Television and Entertainment segment revenues for the nine months ended September 30, 2018 were $1,421.7 million compared to $1,349.4 million for the nine months ended September 30, 2017, an increase of $72.3 million, or 5%. Excluding barter revenues in 2017, revenues increased $93.4 million, or 7%. The increase was driven by a $61.3 million increase in political advertising revenue, a $48.2 million, or 16%, increase in retransmission revenues and a $26.1 million, or 27%, increase in carriage fee revenues, partially offset by a decrease in core advertising revenues of $51.4 million, or 6%.

Television and Entertainment operating profit was $67.3 million for the third quarter of 2018 compared to an operating loss of $1.4 million for the third quarter of 2017, an increase of $68.7 million. The increase was primarily due to a $47.3 million increase in revenues, as described above, and a $38.0 million decline in programming expense, primarily due to lower program impairment charges and the absence of barter expense due to the new revenue guidance adopted in 2018, partially offset by a $24 million increase in network affiliate fees mainly due to the renewal of network affiliation agreements in eight markets with FOX Broadcasting Company during the third quarter of 2018. Programming expense for the third quarter of 2018 included a $28 million program impairment charge for the syndicated program Elementary at WGN America, compared to an $80 million program impairment charge for the syndicated programs Elementary and Person of Interest at WGN America in the third quarter of 2017.

Television and Entertainment Adjusted EBITDA was $153.0 million for the third quarter of 2018 compared to $135.1 million in the third quarter of 2017, an increase of $17.9 million, or 13%, primarily due to higher political advertising revenues, retransmission revenues and carriage fee revenues, partially offset by lower core advertising revenues and barter revenues, as described above, and higher programming expense, which excludes program impairment charges.

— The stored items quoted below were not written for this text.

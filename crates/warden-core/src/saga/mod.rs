//! Reverse-order saga compensation.
//!
//! After a mid-workflow failure, the compensation actions of every
//! completed step run in LIFO order, each independently: a failing
//! compensation emits `compensation_failed` and the saga continues. The
//! runner is driven by the orchestrator only and never interleaves with
//! forward progress on the same workflow.

use std::sync::Arc;

use serde_json::json;
use tracing::{info, warn};

use crate::capability::CompensationExecutor;
use crate::events::{EventKind, EventLog};
use crate::spec::WorkflowSpec;

/// Result of one compensation action.
#[derive(Debug, Clone)]
pub struct CompensationOutcome {
    pub task_id: String,
    pub tool: String,
    pub success: bool,
    pub error: Option<String>,
}

/// Executes compensations in reverse completion order.
pub struct SagaRunner {
    executor: Arc<dyn CompensationExecutor>,
    events: EventLog,
}

impl SagaRunner {
    pub fn new(executor: Arc<dyn CompensationExecutor>, events: EventLog) -> Self {
        Self { executor, events }
    }

    /// Run the compensation action of each completed step, last completed
    /// first. Steps without a compensation action are skipped.
    pub async fn compensate(
        &self,
        spec: &WorkflowSpec,
        completed_steps: &[String],
        tenant_id: Option<&str>,
    ) -> Vec<CompensationOutcome> {
        let mut outcomes = Vec::new();

        for task_id in completed_steps.iter().rev() {
            let Some(task) = spec.task(task_id) else {
                continue;
            };
            let Some(action) = &task.compensation_action else {
                continue;
            };

            let result = self.executor.execute(action, &spec.id, task_id).await;

            let outcome = match result {
                Ok(_) => {
                    info!(
                        workflow_id = %spec.id,
                        task_id = %task_id,
                        tool = %action.tool,
                        "compensation completed"
                    );
                    self.emit(
                        EventKind::CompensationCompleted,
                        spec,
                        task_id,
                        tenant_id,
                        json!({ "tool": action.tool }),
                    )
                    .await;
                    CompensationOutcome {
                        task_id: task_id.clone(),
                        tool: action.tool.clone(),
                        success: true,
                        error: None,
                    }
                }
                Err(e) => {
                    warn!(
                        workflow_id = %spec.id,
                        task_id = %task_id,
                        tool = %action.tool,
                        error = %e,
                        "compensation failed, saga continues"
                    );
                    self.emit(
                        EventKind::CompensationFailed,
                        spec,
                        task_id,
                        tenant_id,
                        json!({ "tool": action.tool, "error": e.to_string() }),
                    )
                    .await;
                    CompensationOutcome {
                        task_id: task_id.clone(),
                        tool: action.tool.clone(),
                        success: false,
                        error: Some(e.to_string()),
                    }
                }
            };

            outcomes.push(outcome);
        }

        outcomes
    }

    async fn emit(
        &self,
        kind: EventKind,
        spec: &WorkflowSpec,
        task_id: &str,
        tenant_id: Option<&str>,
        data: serde_json::Value,
    ) {
        if let Err(e) = self
            .events
            .append(kind, &spec.id, Some(task_id), tenant_id, Some(data))
            .await
        {
            warn!(error = %e, "failed to append compensation event");
        }
    }
}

For the nine months ended September 30, 2018, Television and Entertainment operating profit was $398.9 million compared to $68.9 million for the nine months ended September 30, 2017, an increase of $330.0 million, which included the $133 million net pretax gain related to licenses sold in the FCC spectrum auction. Television and Entertainment Adjusted EBITDA was $462.0 million compared to $322.0 million for the nine months ended September 30, 2017, an increase of $140.0 million, or 43%.

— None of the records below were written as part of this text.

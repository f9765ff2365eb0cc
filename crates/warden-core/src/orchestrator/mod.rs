//! The workflow orchestrator: drives a validated spec to completion.
//!
//! Tasks run in stable topological order, each through the fixed
//! pipeline: policy gate, feasibility check, before-snapshot, (sandboxed)
//! execution with timeout, validation gate with recovery, commit, diff,
//! events. Every state write persists before the next pipeline step, so a
//! crashed run resumes from the stored state: completed tasks are
//! skipped, interrupted tasks re-enter with their attempt preserved, and
//! side effects stay idempotent through the outbox.

pub mod order;

use std::sync::Arc;
use std::time::Duration;

use anyhow::anyhow;
use rand::Rng;
use serde_json::{Value, json};
use sqlx::SqlitePool;
use tracing::{info, warn};

use warden_db::models::TaskStatus;

use crate::audit::AuditChain;
use crate::capability::{
    CompensationExecutor, FaultInjector, MemoryWriter, Sandbox, SandboxContext, TaskExecutor,
    Telemetry, UserInteraction,
};
use crate::error::KernelError;
use crate::events::{EventKind, EventLog};
use crate::feasibility::FeasibilityChecker;
use crate::outbox::OutboxService;
use crate::policy::{PolicyEvaluator, Principal};
use crate::safety::WorkflowChecker;
use crate::saga::SagaRunner;
use crate::spec::{TaskSpec, WorkflowSpec};
use crate::state::{StateStore, WorkflowState, dispatch};
use crate::validation::{Commit, GateOutcome, RecoveryStrategy, ValidatorPipeline};
use crate::world::{StateSnapshot, WorldStateStore, diff};

/// Configuration for the orchestrator.
#[derive(Debug, Clone)]
pub struct OrchestratorConfig {
    /// Hard cap on the computed retry backoff.
    pub max_retry_delay: Duration,
}

impl Default for OrchestratorConfig {
    fn default() -> Self {
        Self {
            max_retry_delay: Duration::from_secs(60),
        }
    }
}

/// Host-injected capabilities.
pub struct Capabilities {
    pub executor: Arc<dyn TaskExecutor>,
    pub policy: Arc<dyn PolicyEvaluator>,
    pub validators: Arc<dyn ValidatorPipeline>,
    pub compensations: Arc<dyn CompensationExecutor>,
    pub sandbox: Option<Arc<dyn Sandbox>>,
    pub fault_injector: Option<Arc<dyn FaultInjector>>,
    pub telemetry: Arc<dyn Telemetry>,
    pub memory: Arc<dyn MemoryWriter>,
    pub user: Option<Arc<dyn UserInteraction>>,
}
//! Pre-execution policy gate.
//!
//! Evaluates a principal against a task's risk tier, required
//! permissions, and permitted tools. Denials never throw out of the
//! orchestrator: the decision object says what happened and whether an
//! out-of-band human approval could unblock it. Evaluation is
//! deterministic; the only mutation anywhere in the gate is approval-token
//! consumption (tokens are single-use).

pub mod approval;

use std::collections::BTreeSet;
use std::sync::Arc;

use async_trait::async_trait;
use serde::{Deserialize, Serialize};
use uuid::Uuid;

use crate::capability::Telemetry;
use crate::spec::{ActionIntent, DataZone, PermissionRequirement, RiskTier, TaskSpec};

pub use approval::{ApprovalConfig, ApprovalError, ApprovalService};

// ---------------------------------------------------------------------------
// Types
// ---------------------------------------------------------------------------

/// A permission held by a principal.
///
/// `action`/`resource` match exactly or via the `"*"` wildcard. An absent
/// intent or data zone on the grant means the grant is unrestricted in
/// that dimension; present qualifiers cover any requirement at or below
/// their level.
#[derive(Debug, Clone, PartialEq, Eq, Serialize, Deserialize)]
pub struct PermissionGrant {
    pub action: String,
    pub resource: String,
    #[serde(default, skip_serializing_if = "Option::is_none")]
    pub intent: Option<ActionIntent>,
    #[serde(default, skip_serializing_if = "Option::is_none")]
    pub data_zone: Option<DataZone>,
}

impl PermissionGrant {
    /// Whether this grant satisfies a requirement.
    pub fn covers(&self, requirement: &PermissionRequirement) -> bool {
        let action_ok = self.action == "*" || self.action == requirement.action;
        let resource_ok = self.resource == "*" || self.resource == requirement.resource;
        if !action_ok || !resource_ok {
            return false;
        }

        let intent_ok = match (self.intent, requirement.intent) {
            (_, None) | (None, _) => true,
            (Some(granted), Some(required)) => granted >= required,
        };
        let zone_ok = match (self.data_zone, requirement.data_zone) {
            (_, None) | (None, _) => true,
            (Some(granted), Some(required)) => granted >= required,
        };

        intent_ok && zone_ok
    }
}

/// The identity a workflow executes as.
#[derive(Debug, Clone, Serialize, Deserialize)]
pub struct Principal {
    pub id: String,
    #[serde(default)]
    pub permissions: Vec<PermissionGrant>,
    /// Approval token attached out-of-band for high-risk actions.
    #[serde(default, skip_serializing_if = "Option::is_none")]
    pub approval_token: Option<String>,
}

impl Principal {
    pub fn new(id: impl Into<String>) -> Self {
        Self {
            id: id.into(),
            permissions: Vec::new(),
            approval_token: None,
        }
    }

    pub fn with_permission(mut self, grant: PermissionGrant) -> Self {
        self.permissions.push(grant);
        self
    }

    pub fn with_approval_token(mut self, token: impl Into<String>) -> Self {
        self.approval_token = Some(token.into());
        self
    }
}

/// Outcome of one policy evaluation.
#[derive(Debug, Clone, Serialize, Deserialize)]
pub struct PolicyDecision {
    pub allowed: bool,
    pub reason: String,
    pub requires_human_approval: bool,
    /// Opaque request id an out-of-band approver can turn into an
    /// approval record.
    #[serde(default, skip_serializing_if = "Option::is_none")]
    pub approval_request: Option<String>,
}

impl PolicyDecision {
    fn allow(reason: impl Into<String>) -> Self {
        Self {
            allowed: true,
            reason: reason.into(),
            requires_human_approval: false,
            approval_request: None,
        }
    }

    fn deny(reason: impl Into<String>) -> Self {
        Self {
            allowed: false,
            reason: reason.into(),
            requires_human_approval: false,
            approval_request: None,
        }
    }

    fn needs_approval(reason: impl Into<String>) -> Self {
        Self {
            allowed: false,
            reason: reason.into(),
            requires_human_approval: true,
            approval_request: Some(Uuid::new_v4().to_string()),
        }
    }
}

/// Pre-execution policy evaluation capability.
#[async_trait]
pub trait PolicyEvaluator: Send + Sync {
    async fn evaluate(
        &self,
        principal: &Principal,
        task: &TaskSpec,
        workflow_id: &str,
    ) -> PolicyDecision;
}

// Compile-time assertion: PolicyEvaluator must be object-safe.
const _: () = {
    fn _assert_object_safe(_: &dyn PolicyEvaluator) {}
};

// ---------------------------------------------------------------------------
// Default gate
// ---------------------------------------------------------------------------

/// Risk-tiered policy gate.
///
/// Gate order: permitted tools, required permissions, then risk-tier
/// approval. CRITICAL tasks require a valid approval token
/// unconditionally; HIGH tasks require one unless the task id is listed
/// as pre-approved.
pub struct RiskPolicyGate {
    approvals: Arc<ApprovalService>,
    telemetry: Arc<dyn Telemetry>,
    pre_approved_high: BTreeSet<String>,
}

impl RiskPolicyGate {
    pub fn new(approvals: Arc<ApprovalService>, telemetry: Arc<dyn Telemetry>) -> Self {
        Self {
            approvals,
            telemetry,
            pre_approved_high: BTreeSet::new(),
        }
    }

    /// Exempt a HIGH-risk task id from the approval requirement.
    pub fn pre_approve_high(mut self, task_id: impl Into<String>) -> Self {
        self.pre_approved_high.insert(task_id.into());
        self
    }

    /// Access the approval service (to issue tokens out-of-band).
    pub fn approvals(&self) -> &Arc<ApprovalService> {
        &self.approvals
    }

    fn decide(&self, principal: &Principal, task: &TaskSpec) -> PolicyDecision {
        // 1. Tool allowlist.
        if let Some(tool) = task.tool_name.as_deref() {
            if !task.allowed_tools.is_empty()
                && !task.allowed_tools.iter().any(|t| t == tool)
            {
                return PolicyDecision::deny(format!(
                    "tool {tool:?} is not in the task's allowed tools"
                ));
            }
        }

        // 2. Required permissions.
        for requirement in &task.required_permissions {
            let satisfied = principal
                .permissions
                .iter()
                .any(|grant| grant.covers(requirement));
            if !satisfied {
                return PolicyDecision::deny(format!(
                    "principal {:?} lacks permission {}:{}",
                    principal.id, requirement.action, requirement.resource
                ));
            }
        }

        // 3. Risk-tier approval.
        if task.risk_tier >= RiskTier::High {
            let exempt = task.risk_tier == RiskTier::High
                && self.pre_approved_high.contains(&task.id);

            if !exempt {
                return match principal.approval_token.as_deref() {
                    Some(token) => {
                        match self.approvals.redeem(token, &task.id, &principal.id) {
                            Ok(()) => PolicyDecision::allow(format!(
                                "{} risk task approved by token",
                                task.risk_tier
                            )),
                            Err(e) => PolicyDecision::needs_approval(format!(
                                "{} risk task: approval token rejected ({e})",
                                task.risk_tier
                            )),
                        }
                    }
                    None => PolicyDecision::needs_approval(format!(
                        "{} risk task requires human approval",
                        task.risk_tier
                    )),
                };
            }
        }

        PolicyDecision::allow("all policy checks passed")
    }
}

#[async_trait]
impl PolicyEvaluator for RiskPolicyGate {
    async fn evaluate(
        &self,
        principal: &Principal,
        task: &TaskSpec,
        workflow_id: &str,
    ) -> PolicyDecision {
        let decision = self.decide(principal, task);
        self.telemetry
            .record_policy_decision(workflow_id, &task.id, &principal.id, &decision);
        decision
    }
}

Television and Entertainment Broadcast Cash Flow was $170.6 million for the third quarter of 2018 compared to $129.7 million in the third quarter of 2017, an increase of $40.9 million, or 32%. For the nine months ended September 30, 2018, Television and Entertainment Broadcast Cash Flow was $447.2 million compared to $321.6 million for the nine months ended September 30, 2017, an increase of $125.6 million, or 39%.

Corporate and Other

Real estate revenues for the third quarter of 2018 were $3.4 million compared to $3.2 million for the third quarter of 2017, representing an increase of $0.2 million, or 5%. Real estate revenues for the nine months ended September 30, 2018 were $9.3 million compared to $10.6 million for the nine months ended September 30, 2017, representing a decrease of $1.3 million, or 12%.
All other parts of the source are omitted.